Editor’s Note: The following report is excerpted from Joseph Farah’s G2 Bulletin, the premium online newsletter published by the founder of WND. Subscriptions are $99 a year or, for monthly trials, just $9.95 per month for credit card users, and provide instant access for the complete reports.

WASHINGTON – Russian President Vladimir Putin intends to respond to Western sanctions triggered by his country’s participation in the Ukrainian crisis by dramatically expanding bilateral trade with China, particularly in providing energy to fuel China’s fast-growing economy, according to Joseph Farah’s G2 Bulletin.

Moscow and Beijing have developed closer bilateral ties as relations between Russia and the European Union worsen. Russian Prime Minister Dmitry Medvedev has said cooperation with Beijing is a top priority for Moscow.

“It is the rise of the Eurasia century,” one Asian source said. “Moscow and Beijing’s interests are converging.”

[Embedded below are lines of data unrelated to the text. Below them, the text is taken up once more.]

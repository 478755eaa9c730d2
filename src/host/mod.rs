//! Interfaces to the surrounding report framework.
//!
//! The fragment size module only needs three things from its host:
//! - discovery of log files for a category tag
//! - sample name cleaning
//! - data source and section registration
//!
//! Default implementations for discovery and cleaning live in the
//! submodules; `output::HtmlReport` is the default report host.

pub mod cleaner;
pub mod finder;

use crate::plot::LinePlot;
use crate::utils::error::{DiscoveryError, ReportError};
use std::path::{Path, PathBuf};

pub use cleaner::NameCleaner;
pub use finder::FsLogFinder;

/// A discovered log file
#[derive(Debug, Clone, PartialEq, Eq)]
pub struct LogFile {
    /// File name without directories
    pub fn_name: String,

    /// Directory of the file, relative to the search path it was found under
    pub root: PathBuf,

    /// Full text content
    pub content: String,
}

impl LogFile {
    pub fn new(fn_name: impl Into<String>, root: impl Into<PathBuf>, content: impl Into<String>) -> Self {
        Self {
            fn_name: fn_name.into(),
            root: root.into(),
            content: content.into(),
        }
    }

    /// Path of the file relative to its search path
    pub fn path(&self) -> PathBuf {
        self.root.join(&self.fn_name)
    }
}

/// A report section registered with the host
#[derive(Debug, Clone)]
pub struct ReportSection {
    pub name: String,
    pub anchor: String,
    pub description: String,
    pub plot: LinePlot,
}

/// Finds log files belonging to a category
pub trait LogFinder {
    fn find_log_files(&self, category: &str) -> Result<Vec<LogFile>, DiscoveryError>;
}

/// Normalises a raw file-derived name into a sample name
pub trait SampleNameCleaner {
    fn clean_sample_name(&self, raw: &str, root: &Path) -> String;
}

impl<F> SampleNameCleaner for F
where
    F: Fn(&str, &Path) -> String,
{
    fn clean_sample_name(&self, raw: &str, root: &Path) -> String {
        self(raw, root)
    }
}

/// Receives provenance records and rendered sections
pub trait ReportHost {
    /// Record that `file` contributed data to `section`
    fn add_data_source(&mut self, file: &LogFile, section: &str);

    /// Register a visual report section
    fn add_section(&mut self, section: ReportSection) -> Result<(), ReportError>;
}

/// In-memory log source, useful for piping content from elsewhere
impl LogFinder for Vec<LogFile> {
    fn find_log_files(&self, _category: &str) -> Result<Vec<LogFile>, DiscoveryError> {
        Ok(self.clone())
    }
}

#[cfg(test)]
mod tests {
    use super::*;

    #[test]
    fn test_closure_is_cleaner() {
        let upper = |raw: &str, _root: &Path| raw.to_uppercase();
        assert_eq!(upper.clean_sample_name("abc", Path::new("x")), "ABC");
    }

    #[test]
    fn test_log_file_path() {
        let file = LogFile::new("a.txt", "run1/lane2", "");
        assert_eq!(file.path(), PathBuf::from("run1/lane2/a.txt"));
    }

    #[test]
    fn test_vec_finder_returns_all() {
        let files = vec![LogFile::new("a", "", "x"), LogFile::new("b", "", "y")];
        let found = files.find_log_files("anything").unwrap();
        assert_eq!(found.len(), 2);
    }
}
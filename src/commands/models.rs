use crate::utils::config::DEFAULT_MAX_FILE_SIZE;
use std::path::PathBuf;

/// Arguments for the report command
///
/// **Public** - used by main.rs to construct from CLI args
#[derive(Debug, Clone)]
pub struct ReportArgs {
    /// Files or directories to search for logs
    pub search_paths: Vec<PathBuf>,

    /// Output path for the HTML report (optional)
    pub output_html: Option<PathBuf>,

    /// Output path for the JSON histogram export (optional)
    pub output_json: Option<PathBuf>,

    /// Prepend directory names to sample names
    pub prepend_dirs: bool,

    /// Skip files larger than this many bytes
    pub max_file_size: u64,

    /// Print a per-sample summary to stdout
    pub print_summary: bool,
}

impl Default for ReportArgs {
    fn default() -> Self {
        Self {
            search_paths: vec![PathBuf::from(".")],
            output_html: Some(PathBuf::from("fragsize_report.html")),
            output_json: None,
            prepend_dirs: false,
            max_file_size: DEFAULT_MAX_FILE_SIZE,
            print_summary: false,
        }
    }
}
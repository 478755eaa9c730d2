//! Utility modules for configuration and error handling.

pub mod error;
pub mod config;

// Re-export commonly used error types for convenience
pub use error::{DiscoveryError, ModuleError, OutputError, PlotError, ReportError};
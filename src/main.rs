//! Fragsize CLI
//!
//! Builds fragment size distribution reports from deepTools
//! bamPEFragmentSize raw fragment length files.

use anyhow::Result;
use clap::{Parser, Subcommand};
use env_logger::Env;
use std::path::PathBuf;

use fragsize_report::commands::{
    display_version, execute_report, validate_args, validate_export_file, ReportArgs,
};
use fragsize_report::utils::config::DEFAULT_MAX_FILE_SIZE;

/// Fragsize - fragment size distribution reports
#[derive(Parser, Debug)]
#[command(name = "fragsize")]
#[command(version, about, long_about = None)]
struct Cli {
    /// Subcommand to execute
    #[command(subcommand)]
    command: Commands,

    /// Enable verbose logging
    #[arg(short, long, global = true)]
    verbose: bool,
}

/// Available commands
#[derive(Subcommand, Debug)]
enum Commands {
    /// Discover logs and build a report
    Report {
        /// Files or directories to search
        #[arg(required = true)]
        paths: Vec<PathBuf>,

        /// Output path for the HTML report
        #[arg(short, long, default_value = "fragsize_report.html")]
        output: PathBuf,

        /// Do not write the HTML report
        #[arg(long)]
        no_html: bool,

        /// Output path for the JSON histogram export (optional)
        #[arg(short, long)]
        json: Option<PathBuf>,

        /// Prepend directory names to sample names
        #[arg(long)]
        prepend_dirs: bool,

        /// Skip log files larger than this many bytes
        #[arg(long, env = "FRAGSIZE_MAX_FILE_SIZE", default_value_t = DEFAULT_MAX_FILE_SIZE)]
        max_file_size: u64,

        /// Print per-sample summary to stdout
        #[arg(long)]
        summary: bool,
    },

    /// Validate a JSON histogram export
    Validate {
        /// Path to export JSON file
        #[arg(short, long)]
        file: PathBuf,
    },

    /// Display version information
    Version,
}

fn main() -> Result<()> {
    // Parse CLI arguments
    let cli = Cli::parse();

    // Setup logging
    let log_level = if cli.verbose { "debug" } else { "info" };
    env_logger::Builder::from_env(Env::default().default_filter_or(log_level)).init();

    // Execute command
    match cli.command {
        Commands::Report {
            paths,
            output,
            no_html,
            json,
            prepend_dirs,
            max_file_size,
            summary,
        } => {
            let args = ReportArgs {
                search_paths: paths,
                output_html: (!no_html).then_some(output),
                output_json: json,
                prepend_dirs,
                max_file_size,
                print_summary: summary,
            };

            // Validate args first
            validate_args(&args)?;

            let count = execute_report(&args)?;
            println!("Found {} sample(s)", count);
        }

        Commands::Validate { file } => {
            validate_export_file(&file)?;
        }

        Commands::Version => {
            display_version();
        }
    }

    Ok(())
}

China is experiencing dramatic economic growth and has become the second largest economy in the world in the past two decades, growing faster than the combined economies of the United States and the entire European Union.

Economic experts predict China’s economy will be the largest in the world by 2018.

Putin intends to meet with Chinese President Xi Jinping in May to conclude an energy agreement and possibly work on military and other business contracts, including a major Siberian timber deal, sources say.

The deal works for Beijing, since it knows Russia needs to offset the Western sanctions and thus will give it a reasonable price. At the same time, the deal works for Beijing, which wants to wean itself from the use of coal in industrialized cities where there are serious environmental issues stemming from burning coal.

An immediate issue in the May talks will be construction of the Power of Siberia pipeline from Russia into China at a cost of $22 billion.

“The worse Russia’s relations are with the West, the closer Russia will want to be to China,” said Vasily Kashin of the think-tank Analysis of Strategies and Technologies. “If China supports you, no one can say you’re isolated.”